As part of the change in leadership at Research In Motion Ltd., the positions of CEO and board chair have been separated. Hopefully, this change was done for the right reasons. A hasty separation of the dual CEO and board chair in the face of adversity is not necessarily a wise business strategy or the best fit for any individual company.
The difficulties that face RIM prompted corporate governance advocates to press for their "Holy Grail" - separation of the CEO and board chair positions. Champions of good governance continue to promote this strategy for individual companies and press for this reform to be adopted as a mandatory regulatory standard, despite the lack of conclusive evidence that shareholders would benefit.
RIM's management faced sustained pressure from investors concerned about weak performance. Its disappointing tablet and smartphone sales, resulting in dismal profit projections and severely depressed share price (down roughly 75% over the past year), led major shareholders such as mutual fund Northwest & Ethical Investments and investment firm Jarislowsky Fraser Ltd. to demand the separation of RIM's current joint CEO/ board chair positions.
Co-CEO and co-board chairmen Jim Balsille and Mike Lazaridis have now been replaced by Thorsten Heins as CEO and by Barbara Stymiest as chairwoman.
A compelling theoretical case can be made that separating the roles and responsibilities in the CEO and board chair positions may improve managerial oversight, transparency and corporate governance. The primary mandate of a board of directors is to ensure the prudent behavior of management and to protect shareholder interests.
Fulfilling these responsibilities requires that the board be independent from executive management. A board chair who simultaneously serves in a managerial capacity creates a conflict of interest whereby the executive is responsible for monitoring and evaluating his own behaviour.
Nevertheless, despite the apparent advantages to be realized by separating the positions, no existing evidence suggests that a formal separation increases share prices and returns for investors. In a study published in the Yale Journal of Regulation, Roberta Romano, Yale University Law School professor, reviewed earlier research on the economic impact of splitting the CEO and board chair on U.S.-based companies. Romano found no statistically significant impact on share price or accounting income.
Writing in the Academy of Management Executive journal, Jeffrey Sonnenfeld, Yale University business professor, referred to the benefit of having a "split CEO/ Board Chairman" as a "myth." He wrote that "there is no research that has established a link between the split leadership roles and firm performance." Similarly, based on the findings of several statistical studies Michael Useem, Wharton Business School professor, noted that separating the CEO and board chair positions "has no bearing on corporate financial performance."
A poorly conceived or ill-timed forced separation of the CEO and board chair positions can actually have undesirable consequences. According to a Knowledge Wharton article, Robert E. Mittelstaedt Jr., Wharton Business School vicedean, notes this practice could weaken a company's ability to devise and implement successful operating strategies. Professor Mittelstaedt Jr. further notes that separation may decrease the probability of a scandal but that doesn't mean a company will have great business results. There are cases where firms with a separate CEO and board chair were still driven into the ground by bad leadership and poor corporate governance; consider Enron and WorldCom as cases in point.
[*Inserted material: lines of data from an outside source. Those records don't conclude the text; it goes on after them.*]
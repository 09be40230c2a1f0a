use std::sync::Arc;

use crate::error::Result;
use crate::keyspace::Keyspace;
use crate::scheduler::queue::RowQueue;
use crate::scheduler::row::{Row, Selection};
use crate::store::{Guard, KvStore, Op, Transaction};

/// Hands rows to workers, never the same row twice to one worker.
///
/// Selection probes the top `num` rows by demand, starting at one and
/// doubling after every probe that only finds seen rows, up to the job's
/// task quota. Claiming a row adds it to the worker's seen set and lowers its
/// demand in one guarded transaction: no observer sees one without the other,
/// two concurrent selections for the same worker cannot both claim it, and a
/// row dropped by a concurrent reset is skipped rather than re-created.
#[derive(Debug)]
pub struct RowAssigner<S> {
    store: Arc<S>,
    keyspace: Keyspace,
    queue: RowQueue<S>,
    window_cap: usize,
}

impl<S: KvStore> RowAssigner<S> {
    pub fn new(store: Arc<S>, keyspace: Keyspace, window_cap: usize) -> Self {
        Self {
            queue: RowQueue::new(store.clone(), keyspace.clone()),
            store,
            keyspace,
            window_cap: window_cap.max(1),
        }
    }

    /// Selects the highest-demand row `worker` has not seen yet.
    ///
    /// Store errors propagate unchanged; nothing is retried here.
    pub async fn select_row(&self, worker: &str) -> Result<Selection> {
        let seen_key = self.keyspace.seen(worker);
        let mut num = 1usize;

        loop {
            for row in self.queue.top(num).await? {
                if self.store.sismember(&seen_key, row.as_str()).await? {
                    continue;
                }
                if self.claim(&seen_key, &row).await? {
                    tracing::debug!(worker, row = %row, window = num, "Row assigned");
                    return Ok(Selection::Assigned(row));
                }
                // Claimed concurrently for this worker, or removed by a reset.
            }

            if num >= self.window_cap {
                tracing::debug!(worker, window = num, "No unseen row in window");
                return Ok(Selection::Exhausted);
            }
            num = (num * 2).min(self.window_cap);
        }
    }

    async fn claim(&self, seen_key: &str, row: &Row) -> Result<bool> {
        let txn = Transaction::new(vec![
            Op::SAdd {
                key: seen_key.to_string(),
                member: row.0.clone(),
            },
            self.queue.dispatched_op(row.as_str()),
        ])
        .guard(Guard::NotMember {
            key: seen_key.to_string(),
            member: row.0.clone(),
        })
        .guard(Guard::Scored {
            key: self.keyspace.rows(),
            member: row.0.clone(),
        });
        self.store.commit(txn).await
    }

    /// Whether `worker` has already been handed `row`.
    pub async fn has_seen(&self, worker: &str, row: &Row) -> Result<bool> {
        self.store
            .sismember(&self.keyspace.seen(worker), row.as_str())
            .await
    }
}

#[cfg(test)]
mod tests {
    use super::*;
    use crate::store::MemoryStore;

    async fn setup(rows: &[(&str, i64)], cap: usize) -> RowAssigner<MemoryStore> {
        let store = Arc::new(MemoryStore::new());
        let keyspace = Keyspace::new("test");
        let queue = RowQueue::new(store.clone(), keyspace.clone());
        for (row, priority) in rows {
            queue.add_row(&Row::from(*row), *priority).await.unwrap();
        }
        RowAssigner::new(store, keyspace, cap)
    }

    #[tokio::test]
    async fn highest_demand_first_then_exhausted() {
        let assigner = setup(&[("A", 5), ("B", 2), ("C", 1)], 3).await;

        let mut got = Vec::new();
        for _ in 0..3 {
            match assigner.select_row("u1").await.unwrap() {
                Selection::Assigned(row) => got.push(row.0),
                Selection::Exhausted => panic!("exhausted early"),
            }
        }
        assert_eq!(got, vec!["A", "B", "C"]);
        assert_eq!(
            assigner.select_row("u1").await.unwrap(),
            Selection::Exhausted
        );
    }

    #[tokio::test]
    async fn dispatch_lowers_demand_and_marks_seen() {
        let assigner = setup(&[("A", 5)], 3).await;

        assigner.select_row("u1").await.unwrap();

        assert_eq!(assigner.queue.demand(&Row::from("A")).await.unwrap(), Some(4));
        assert!(assigner.has_seen("u1", &Row::from("A")).await.unwrap());
        assert!(!assigner.has_seen("u2", &Row::from("A")).await.unwrap());
    }

    #[tokio::test]
    async fn window_widens_past_seen_rows() {
        let assigner = setup(&[("a", 5), ("b", 4), ("c", 3), ("d", 2), ("e", 1)], 4).await;

        assert_eq!(
            assigner.select_row("u1").await.unwrap(),
            Selection::Assigned(Row::from("a"))
        );
        // a and b now tie at 4; equal scores sort by member descending.
        assert_eq!(
            assigner.select_row("u1").await.unwrap(),
            Selection::Assigned(Row::from("b"))
        );
        // a (4) is seen, b and c tie at 3 and c sorts first.
        assert_eq!(
            assigner.select_row("u1").await.unwrap(),
            Selection::Assigned(Row::from("c"))
        );
    }

    #[tokio::test]
    async fn window_is_capped_by_quota() {
        let assigner = setup(&[("a", 5), ("b", 3), ("c", 1)], 1).await;

        assert_eq!(
            assigner.select_row("u1").await.unwrap(),
            Selection::Assigned(Row::from("a"))
        );
        // a still has the highest demand and the window never grows past one.
        assert_eq!(
            assigner.select_row("u1").await.unwrap(),
            Selection::Exhausted
        );
        // Other workers are unaffected.
        assert_eq!(
            assigner.select_row("u2").await.unwrap(),
            Selection::Assigned(Row::from("a"))
        );
    }

    #[tokio::test]
    async fn empty_queue_is_exhausted() {
        let assigner = setup(&[], 4).await;
        assert_eq!(
            assigner.select_row("u1").await.unwrap(),
            Selection::Exhausted
        );
    }
}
Regulators of corporate governance have quite correctly declined to make separation mandatory for public companies. The decision to split the CEO and chair roles at RIM may have been the right one if the company's culture and other individual characteristics were taken into consideration. However, it would be regrettable if the change was made on the premise that dividing the CEO and board chair is the optimal structure for all public companies and therefore best suited to ensure a turnaround at RIM with respect to sales, profitability and share value.